*** Opening of AVAILABLE DATA ***
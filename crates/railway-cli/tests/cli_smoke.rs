use serde_json::Value;
use std::ffi::OsStr;
use std::fs;
use std::path::{Path, PathBuf};
use std::process::{Command, Output};
use std::time::{SystemTime, UNIX_EPOCH};

struct TempDirGuard {
    path: PathBuf,
}

impl TempDirGuard {
    fn new(prefix: &str) -> Self {
        let unique = SystemTime::now()
            .duration_since(UNIX_EPOCH)
            .expect("clock should be after unix epoch")
            .as_nanos();
        let path = std::env::temp_dir().join(format!(
            "railway-cli-{prefix}-{}-{unique}",
            std::process::id()
        ));
        fs::create_dir_all(&path).expect("temp dir should be created");
        Self { path }
    }

    fn path(&self) -> &Path {
        &self.path
    }
}

impl Drop for TempDirGuard {
    fn drop(&mut self) {
        let _ = fs::remove_dir_all(&self.path);
    }
}

fn run_railway<I, S>(args: I) -> Output
where
    I: IntoIterator<Item = S>,
    S: AsRef<OsStr>,
{
    let bin = env!("CARGO_BIN_EXE_railway");
    Command::new(bin)
        .args(args)
        .env_remove("RUST_LOG")
        .output()
        .expect("railway command should execute")
}

fn assert_success(output: &Output) {
    if !output.status.success() {
        panic!(
            "command failed with status {:?}\nstdout:\n{}\nstderr:\n{}",
            output.status.code(),
            String::from_utf8_lossy(&output.stdout),
            String::from_utf8_lossy(&output.stderr),
        );
    }
}

fn assert_failure(output: &Output) {
    if output.status.success() {
        panic!(
            "command unexpectedly succeeded\nstdout:\n{}\nstderr:\n{}",
            String::from_utf8_lossy(&output.stdout),
            String::from_utf8_lossy(&output.stderr),
        );
    }
}

fn stdout_text(output: &Output) -> String {
    String::from_utf8_lossy(&output.stdout).into_owned()
}

fn stderr_text(output: &Output) -> String {
    String::from_utf8_lossy(&output.stderr).into_owned()
}

fn parse_json_stdout(output: &Output) -> Value {
    serde_json::from_slice::<Value>(&output.stdout).unwrap_or_else(|e| {
        panic!(
            "expected valid JSON stdout, got error: {e}\nstdout:\n{}",
            String::from_utf8_lossy(&output.stdout)
        )
    })
}

#[test]
fn kinds_json_lists_whole_taxonomy() {
    let output = run_railway(["kinds", "--json"]);
    assert_success(&output);
    let payload = parse_json_stdout(&output);
    assert_eq!(payload["count"], 36);
    assert_eq!(payload["kinds"][0]["code"], "NULL_PARAMETER");
    assert_eq!(payload["kinds"][0]["typeNumber"], 1001);
    assert_eq!(payload["kinds"][35]["code"], "DATA_CORRUPTION");
}

#[test]
fn kinds_filters_by_family() {
    let output = run_railway(["kinds", "--family", "business-rule", "--json"]);
    assert_success(&output);
    let payload = parse_json_stdout(&output);
    assert_eq!(payload["count"], 2);
    assert_eq!(payload["kinds"][1]["code"], "AGE_RESTRICTION");

    let output = run_railway(["kinds", "--family", "resource"]);
    assert_success(&output);
    let text = stdout_text(&output);
    assert!(text.contains("NOT_FOUND"));
    assert!(text.contains("2 kind(s)"));
}

#[test]
fn kinds_rejects_unknown_family() {
    let output = run_railway(["kinds", "--family", "weather"]);
    assert_failure(&output);
    assert!(stderr_text(&output).contains("unknown error family: weather"));
}

#[test]
fn describe_reports_kind_metadata() {
    let output = run_railway(["describe", "2004", "--json"]);
    assert_success(&output);
    let payload = parse_json_stdout(&output);
    assert_eq!(payload["code"], "RESOURCE_LOCKED");
    assert_eq!(payload["status"], 423);
    assert_eq!(payload["category"], "RESOURCE");
    assert_eq!(payload["family"], "precondition");
    assert_eq!(payload["arity"], 2);
    assert_eq!(payload["retryable"], false);

    let output = run_railway(["describe", "9999"]);
    assert_failure(&output);
    assert!(stderr_text(&output).contains("no error kind with type number 9999"));
}

#[test]
fn render_prints_problem_report() {
    let output = run_railway([
        "render",
        "6001",
        "--subject",
        "Order",
        "--arg",
        "42",
        "--instance",
        "/orders/42",
    ]);
    assert_success(&output);
    let report = parse_json_stdout(&output);
    assert_eq!(report["type"], "https://tools.ietf.org/html/rfc7231#section-6.5.4");
    assert_eq!(report["title"], "Not Found");
    assert_eq!(report["status"], 404);
    assert_eq!(report["detail"], "Order: Resource with ID 42 not found");
    assert_eq!(report["instance"], "/orders/42");
}

#[test]
fn render_line_includes_actual_value_and_id() {
    let output = run_railway([
        "render",
        "1002",
        "--subject",
        "age",
        "--arg",
        "0",
        "--arg",
        "120",
        "--actual",
        "150",
        "--error-id",
        "1002-9",
        "--line",
    ]);
    assert_success(&output);
    assert_eq!(
        stdout_text(&output).trim_end(),
        "[OUT_OF_RANGE|1002-9] age: Parameter value must be between 0 and 120 (actual value: 150)"
    );
}

#[test]
fn render_applies_report_config() {
    let tmp = TempDirGuard::new("render-config");
    let config_path = tmp.path().join("report.toml");
    fs::write(
        &config_path,
        "expose_values = true\ninstance_base = \"https://api.example.com/errors\"\n",
    )
    .expect("config should be written");

    let output = run_railway([
        "render",
        "6001",
        "--subject",
        "Order",
        "--arg",
        "42",
        "--actual",
        "\"ord-42\"",
        "--instance",
        "orders/42",
        "--config",
        config_path.to_str().expect("utf-8 temp path"),
    ]);
    assert_success(&output);
    let report = parse_json_stdout(&output);
    assert_eq!(report["instance"], "https://api.example.com/errors/orders/42");
    assert_eq!(
        report["detail"],
        "[NOT_FOUND] Order: Resource with ID 42 not found (actual value: ord-42)"
    );
}

#[test]
fn render_fails_on_invalid_config() {
    let tmp = TempDirGuard::new("bad-config");
    let config_path = tmp.path().join("report.toml");
    fs::write(&config_path, "expose_values = \"sometimes\"\n").expect("config should be written");

    let output = run_railway([
        "render",
        "6001",
        "--subject",
        "Order",
        "--config",
        config_path.to_str().expect("utf-8 temp path"),
    ]);
    assert_failure(&output);
    assert!(stderr_text(&output).contains("invalid toml at"));
}

#[test]
fn error_id_combines_type_number_and_instance() {
    let output = run_railway(["error-id", "6001", "--instance", "42"]);
    assert_success(&output);
    assert_eq!(stdout_text(&output).trim_end(), "6001-42");

    let output = run_railway(["error-id", "3004"]);
    assert_success(&output);
    assert!(stdout_text(&output).starts_with("3004-"));
}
*** Close of AVAILABLE DATA ***
ABOUT THIS EXERCISE: Set down every line of the listing again, exactly.

THE COMPLETED TASK:
filename crates/railway-cli/tests/cli_smoke.rs
use serde_json::Value;
use std::ffi::OsStr;
use std::fs;
use std::path::{Path, PathBuf};
use std::process::{Command, Output};
use std::time::{SystemTime, UNIX_EPOCH};

struct TempDirGuard {
    path: PathBuf,
}

impl TempDirGuard {
    fn new(prefix: &str) -> Self {
        let unique = SystemTime::now()
            .duration_since(UNIX_EPOCH)
            .expect("clock should be after unix epoch")
            .as_nanos();
        let path = std::env::temp_dir().join(format!(
            "railway-cli-{prefix}-{}-{unique}",
            std::process::id()
        ));
        fs::create_dir_all(&path).expect("temp dir should be created");
        Self { path }
    }

    fn path(&self) -> &Path {
        &self.path
    }
}

impl Drop for TempDirGuard {
    fn drop(&mut self) {
        let _ = fs::remove_dir_all(&self.path);
    }
}

fn run_railway<I, S>(args: I) -> Output
where
    I: IntoIterator<Item = S>,
    S: AsRef<OsStr>,
{
    let bin = env!("CARGO_BIN_EXE_railway");
    Command::new(bin)
        .args(args)
        .env_remove("RUST_LOG")
        .output()
        .expect("railway command should execute")
}

fn assert_success(output: &Output) {
    if !output.status.success() {
        panic!(
            "command failed with status {:?}\nstdout:\n{}\nstderr:\n{}",
            output.status.code(),
            String::from_utf8_lossy(&output.stdout),
            String::from_utf8_lossy(&output.stderr),
        );
    }
}

fn assert_failure(output: &Output) {
    if output.status.success() {
        panic!(
            "command unexpectedly succeeded\nstdout:\n{}\nstderr:\n{}",
            String::from_utf8_lossy(&output.stdout),
            String::from_utf8_lossy(&output.stderr),
        );
    }
}

fn stdout_text(output: &Output) -> String {
    String::from_utf8_lossy(&output.stdout).into_owned()
}

fn stderr_text(output: &Output) -> String {
    String::from_utf8_lossy(&output.stderr).into_owned()
}

fn parse_json_stdout(output: &Output) -> Value {
    serde_json::from_slice::<Value>(&output.stdout).unwrap_or_else(|e| {
        panic!(
            "expected valid JSON stdout, got error: {e}\nstdout:\n{}",
            String::from_utf8_lossy(&output.stdout)
        )
    })
}

#[test]
fn kinds_json_lists_whole_taxonomy() {
    let output = run_railway(["kinds", "--json"]);
    assert_success(&output);
    let payload = parse_json_stdout(&output);
    assert_eq!(payload["count"], 36);
    assert_eq!(payload["kinds"][0]["code"], "NULL_PARAMETER");
    assert_eq!(payload["kinds"][0]["typeNumber"], 1001);
    assert_eq!(payload["kinds"][35]["code"], "DATA_CORRUPTION");
}

#[test]
fn kinds_filters_by_family() {
    let output = run_railway(["kinds", "--family", "business-rule", "--json"]);
    assert_success(&output);
    let payload = parse_json_stdout(&output);
    assert_eq!(payload["count"], 2);
    assert_eq!(payload["kinds"][1]["code"], "AGE_RESTRICTION");

    let output = run_railway(["kinds", "--family", "resource"]);
    assert_success(&output);
    let text = stdout_text(&output);
    assert!(text.contains("NOT_FOUND"));
    assert!(text.contains("2 kind(s)"));
}

#[test]
fn kinds_rejects_unknown_family() {
    let output = run_railway(["kinds", "--family", "weather"]);
    assert_failure(&output);
    assert!(stderr_text(&output).contains("unknown error family: weather"));
}

#[test]
fn describe_reports_kind_metadata() {
    let output = run_railway(["describe", "2004", "--json"]);
    assert_success(&output);
    let payload = parse_json_stdout(&output);
    assert_eq!(payload["code"], "RESOURCE_LOCKED");
    assert_eq!(payload["status"], 423);
    assert_eq!(payload["category"], "RESOURCE");
    assert_eq!(payload["family"], "precondition");
    assert_eq!(payload["arity"], 2);
    assert_eq!(payload["retryable"], false);

    let output = run_railway(["describe", "9999"]);
    assert_failure(&output);
    assert!(stderr_text(&output).contains("no error kind with type number 9999"));
}

#[test]
fn render_prints_problem_report() {
    let output = run_railway([
        "render",
        "6001",
        "--subject",
        "Order",
        "--arg",
        "42",
        "--instance",
        "/orders/42",
    ]);
    assert_success(&output);
    let report = parse_json_stdout(&output);
    assert_eq!(report["type"], "https://tools.ietf.org/html/rfc7231#section-6.5.4");
    assert_eq!(report["title"], "Not Found");
    assert_eq!(report["status"], 404);
    assert_eq!(report["detail"], "Order: Resource with ID 42 not found");
    assert_eq!(report["instance"], "/orders/42");
}

#[test]
fn render_line_includes_actual_value_and_id() {
    let output = run_railway([
        "render",
        "1002",
        "--subject",
        "age",
        "--arg",
        "0",
        "--arg",
        "120",
        "--actual",
        "150",
        "--error-id",
        "1002-9",
        "--line",
    ]);
    assert_success(&output);
    assert_eq!(
        stdout_text(&output).trim_end(),
        "[OUT_OF_RANGE|1002-9] age: Parameter value must be between 0 and 120 (actual value: 150)"
    );
}

#[test]
fn render_applies_report_config() {
    let tmp = TempDirGuard::new("render-config");
    let config_path = tmp.path().join("report.toml");
    fs::write(
        &config_path,
        "expose_values = true\ninstance_base = \"https://api.example.com/errors\"\n",
    )
    .expect("config should be written");

    let output = run_railway([
        "render",
        "6001",
        "--subject",
        "Order",
        "--arg",
        "42",
        "--actual",
        "\"ord-42\"",
        "--instance",
        "orders/42",
        "--config",
        config_path.to_str().expect("utf-8 temp path"),
    ]);
    assert_success(&output);
    let report = parse_json_stdout(&output);
    assert_eq!(report["instance"], "https://api.example.com/errors/orders/42");
    assert_eq!(
        report["detail"],
        "[NOT_FOUND] Order: Resource with ID 42 not found (actual value: ord-42)"
    );
}

#[test]
fn render_fails_on_invalid_config() {
    let tmp = TempDirGuard::new("bad-config");
    let config_path = tmp.path().join("report.toml");
    fs::write(&config_path, "expose_values = \"sometimes\"\n").expect("config should be written");

    let output = run_railway([
        "render",
        "6001",
        "--subject",
        "Order",
        "--config",
        config_path.to_str().expect("utf-8 temp path"),
    ]);
    assert_failure(&output);
    assert!(stderr_text(&output).contains("invalid toml at"));
}

#[test]
fn error_id_combines_type_number_and_instance() {
    let output = run_railway(["error-id", "6001", "--instance", "42"]);
    assert_success(&output);
    assert_eq!(stdout_text(&output).trim_end(), "6001-42");

    let output = run_railway(["error-id", "3004"]);
    assert_success(&output);
    assert!(stdout_text(&output).starts_with("3004-"));
}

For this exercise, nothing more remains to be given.